Destruction - decommission concerns

Lifecycle concerns executed during destruction of the component are called decommission concerns. Implementation-wise they all implement IDecommissionConcern interface. They get executed when the component is released from the container, which may happen when it's released via container.ReleaseComponent method, the container is disposed, or its lifetime scope (for example web request) ends.

The OnDestroy method

The method is analogous to OnCreate, and allows you to specify ad-hoc decommission concerns (code that will run when instance is released).

   .OnDestroy(myInstance => myInstance.ByeBye())

Note that if your class implements IDisposable, then Dispose will automatically be called on the object before your custom destroy function is invoked.

⚠️ Instance tracking and OnDestroy: Notice that in order to decommission the object, Windsor will need to track it. Be mindful of that when managing usage of your component instances and make sure they get released when no longer needed.

The IDisposable interface

The IDisposable interface is the standard method of decommission in .NET and it is also supported by Windsor. Whenever Windsor creates a component that implements IDisposable it will then invoke its Dispose method when releasing the component.

⚠️ Windsor tracks components: Notice that in order to support decommission properly Windsor holds reference to each components it creates*. That's why it's crucial to release components.

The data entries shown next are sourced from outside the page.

//! Fixed-mask retrain operator.

use super::report::{RetrainReport, RetrainTensorReport};
use crate::error::Result;
use crate::model::ParameterSet;
use crate::prune::spec::SparsitySpec;
use crate::prune::threshold::{build_mask, select_threshold, SparsityMask};
use crate::prune::tracked::{select_tracked, TrackedTensor};

/// Retrain-stage operator holding one frozen mask per tracked tensor.
///
/// Masks are derived once at construction from |W| alone; ADMM state plays
/// no part. `apply_mask` must run after every optimizer step, since the
/// pruned elements keep receiving primary-loss gradients.
///
/// # Example
///
/// ```
/// use podar::model::NamedParameters;
/// use podar::prune::{RetrainOperator, SparsitySpec};
/// use podar::Tensor;
///
/// let mut params = NamedParameters::new();
/// params.insert("fc.weight", Tensor::from_vec(vec![0.1, 0.9, -0.2, 0.05], true));
/// let spec = SparsitySpec::from_pairs([("fc.weight", 0.5)]);
///
/// let retrain = RetrainOperator::new(&params, &spec)?;
/// retrain.apply_mask(&mut params)?;
/// assert_eq!(params.get("fc.weight").map(|t| t.data().to_vec()),
///            Some(vec![0.0, 0.9, -0.2, 0.0]));
/// # Ok::<(), podar::Error>(())
/// ```
#[derive(Debug, Clone)]
pub struct RetrainOperator {
    tracked: Vec<TrackedTensor>,
    masks: Vec<SparsityMask>,
}

impl RetrainOperator {
    /// Derive a mask for every parameter named in `spec` from |W|.
    pub fn new<P: ParameterSet + ?Sized>(params: &P, spec: &SparsitySpec) -> Result<Self> {
        let tracked = select_tracked(params, spec)?;

        let mut masks = Vec::with_capacity(tracked.len());
        for t in &tracked {
            let w = t.resolve(params)?;
            let importance = w.data().mapv(f32::abs);
            let threshold = select_threshold(&importance, t.fraction);
            let mask = build_mask(&importance, &t.shape, threshold)?;
            tracing::debug!(
                tensor = %t.name,
                threshold,
                kept = mask.nnz(),
                "retrain mask frozen"
            );
            masks.push(mask);
        }

        tracing::info!(tensors = tracked.len(), "retrain operator tracking parameters");

        Ok(Self { tracked, masks })
    }

    /// Multiply every tracked tensor by its mask in place.
    ///
    /// Idempotent: the set of zeroed elements never changes. All tensors are
    /// validated before any is written.
    pub fn apply_mask<P: ParameterSet + ?Sized>(&self, params: &mut P) -> Result<()> {
        for t in &self.tracked {
            t.resolve(&*params)?;
        }
        for (t, mask) in self.tracked.iter().zip(&self.masks) {
            mask.apply(t.resolve_mut(params)?)?;
        }
        Ok(())
    }

    /// Count exact zeros in the current weights.
    pub fn report<P: ParameterSet + ?Sized>(&self, params: &P) -> Result<RetrainReport> {
        let tensors = self
            .tracked
            .iter()
            .map(|t| {
                let w = t.resolve(params)?;
                Ok(RetrainTensorReport {
                    name: t.name.clone(),
                    pruned: w.data().iter().filter(|&&v| v == 0.0).count(),
                    numel: t.numel,
                })
            })
            .collect::<Result<Vec<_>>>()?;
        Ok(RetrainReport::from_tensors(tensors))
    }

    /// Count zeros and emit them as `info` events.
    pub fn print_info<P: ParameterSet + ?Sized>(&self, params: &P) -> Result<RetrainReport> {
        let report = self.report(params)?;
        for (i, t) in report.tensors.iter().enumerate() {
            tracing::info!(
                index = i,
                tensor = %t.name,
                pruned = t.pruned,
                numel = t.numel,
                pruned_pct = t.pruned_percent(),
                "retrain tensor"
            );
        }
        tracing::info!(
            pruned = report.total_pruned,
            numel = report.total_elements,
            pruned_pct = report.pruned_percent(),
            "retrain total"
        );
        Ok(report)
    }

    /// Tracked tensors in enumeration order
    pub fn tracked(&self) -> &[TrackedTensor] {
        &self.tracked
    }

    /// Frozen mask for `name`
    pub fn mask(&self, name: &str) -> Option<&SparsityMask> {
        self.tracked
            .iter()
            .position(|t| t.name == name)
            .map(|i| &self.masks[i])
    }

    /// Elements the masks force to zero, across all tensors
    pub fn pruned_count(&self) -> usize {
        self.masks.iter().map(SparsityMask::num_zeros).sum()
    }
}
//! Property-based tests for threshold selection.

use super::{build_mask, keep_count, select_threshold};
use ndarray::Array1;
use proptest::prelude::*;

/// Distinct non-negative scores: a shuffled arithmetic progression.
fn distinct_scores() -> impl Strategy<Value = Vec<f32>> {
    (1usize..200).prop_flat_map(|n| {
        Just((0..n).map(|i| i as f32 * 0.25).collect::<Vec<_>>()).prop_shuffle()
    })
}

proptest! {
    /// With distinct scores, exactly k-1 fall below and n-k rise above.
    #[test]
    fn threshold_order_statistic_distinct(
        scores in distinct_scores(),
        fraction in 0.0f64..=1.0,
    ) {
        let n = scores.len();
        let importance = Array1::from(scores);
        let k = keep_count(fraction, n);
        let threshold = select_threshold(&importance, fraction);
        let above = importance.iter().filter(|&&v| v > threshold).count();

        if k == 0 {
            prop_assert_eq!(above, 0);
        } else {
            let below = importance.iter().filter(|&&v| v < threshold).count();
            prop_assert_eq!(below, k - 1);
            prop_assert_eq!(above, n - k);
        }
    }

    /// Ties can only shrink the kept set.
    #[test]
    fn threshold_ties_never_exceed(
        scores in prop::collection::vec(0u8..8, 1..100),
        fraction in 0.0f64..=1.0,
    ) {
        let n = scores.len();
        let importance = Array1::from(scores.iter().map(|&v| f32::from(v)).collect::<Vec<_>>());
        let k = keep_count(fraction, n);
        let threshold = select_threshold(&importance, fraction);
        let mask = build_mask(&importance, &[n], threshold).expect("shape matches");

        prop_assert!(mask.nnz() <= n - k);
        prop_assert!(mask.values().iter().all(|&v| v == 0.0 || v == 1.0));
    }
}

Otherwise you may have to deal with increased memory consumption.

ℹ️ Lifecycle and Release policy: Above statement is not 100% accurate. Release policy can opt out of tracking components. You then lose ability to perform proper destruction of the component, and it's generally discouraged to do so.

Custom lifecycle concerns

Windsor's lifecycle is not limited to only the concerns mentioned above. Component's lifecycle like everything in Windsor is extensible and you can extend it with your own concerns. In Windsor Startable Facility uses component lifecycle concerns to do its job.

Writing your own

Lifecycle concerns are required to implement one of the following two interfaces: Castle.Core.ICommissionConcern or Castle.Core.IDecommissionConcern. The interfaces expose one method:

void Apply(ComponentModel model, object component)

The first argument is the model of the component, and the second is its instance.

Attaching the lifecycle concerns

You attach your custom lifecycle concern to the ComponentModel of the component you're interested in using the following code:

model.Lifecycle.Add(new MyCommissionConcern());
model.Lifecycle.Add(new MyDecommissionConcern());

⚠️ Use ComponentModel construction contributor: As attaching lifecycle concerns is operation modifying ComponentModel you should always do it in a ComponentModel construction contributor.